** Opening Data block **

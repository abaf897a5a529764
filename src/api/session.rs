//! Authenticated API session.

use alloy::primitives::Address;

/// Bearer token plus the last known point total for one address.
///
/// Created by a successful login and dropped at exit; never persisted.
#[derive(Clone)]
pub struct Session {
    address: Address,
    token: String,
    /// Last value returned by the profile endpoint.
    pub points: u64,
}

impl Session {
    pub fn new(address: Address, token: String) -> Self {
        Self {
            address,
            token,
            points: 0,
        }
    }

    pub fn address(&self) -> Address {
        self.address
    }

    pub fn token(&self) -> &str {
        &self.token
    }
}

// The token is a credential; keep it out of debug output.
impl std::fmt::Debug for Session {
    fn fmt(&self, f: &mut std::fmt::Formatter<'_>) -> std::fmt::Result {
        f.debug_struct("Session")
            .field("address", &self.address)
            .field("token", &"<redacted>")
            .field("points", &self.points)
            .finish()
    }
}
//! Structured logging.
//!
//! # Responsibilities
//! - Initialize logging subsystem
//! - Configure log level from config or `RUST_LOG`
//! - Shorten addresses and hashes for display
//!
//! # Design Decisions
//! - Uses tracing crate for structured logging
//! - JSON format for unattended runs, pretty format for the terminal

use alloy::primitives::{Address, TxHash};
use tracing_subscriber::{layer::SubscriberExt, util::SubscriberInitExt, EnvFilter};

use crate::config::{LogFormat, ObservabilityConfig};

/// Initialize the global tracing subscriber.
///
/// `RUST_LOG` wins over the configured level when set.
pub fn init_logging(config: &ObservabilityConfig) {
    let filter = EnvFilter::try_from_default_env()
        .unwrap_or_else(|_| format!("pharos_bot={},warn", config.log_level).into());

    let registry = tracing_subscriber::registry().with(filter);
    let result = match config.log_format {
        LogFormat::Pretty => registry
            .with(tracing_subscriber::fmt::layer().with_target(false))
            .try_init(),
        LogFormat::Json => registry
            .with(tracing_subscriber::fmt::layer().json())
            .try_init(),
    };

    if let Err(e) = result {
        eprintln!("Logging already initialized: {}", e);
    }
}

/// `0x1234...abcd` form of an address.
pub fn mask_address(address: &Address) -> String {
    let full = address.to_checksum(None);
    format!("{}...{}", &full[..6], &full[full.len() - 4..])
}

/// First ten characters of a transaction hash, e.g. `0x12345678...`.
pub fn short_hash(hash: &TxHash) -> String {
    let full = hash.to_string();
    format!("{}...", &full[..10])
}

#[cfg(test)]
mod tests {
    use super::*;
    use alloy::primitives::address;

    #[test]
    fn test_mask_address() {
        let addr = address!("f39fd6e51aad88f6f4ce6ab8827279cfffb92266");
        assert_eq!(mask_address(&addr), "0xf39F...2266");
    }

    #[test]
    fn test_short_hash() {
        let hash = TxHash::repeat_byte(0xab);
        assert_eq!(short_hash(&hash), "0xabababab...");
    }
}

** Closing Data block **

Copy task for the entries above: every line with the string "primitives".

Exercise solution =>
use alloy::primitives::Address;
use alloy::primitives::{Address, TxHash};
    use alloy::primitives::address;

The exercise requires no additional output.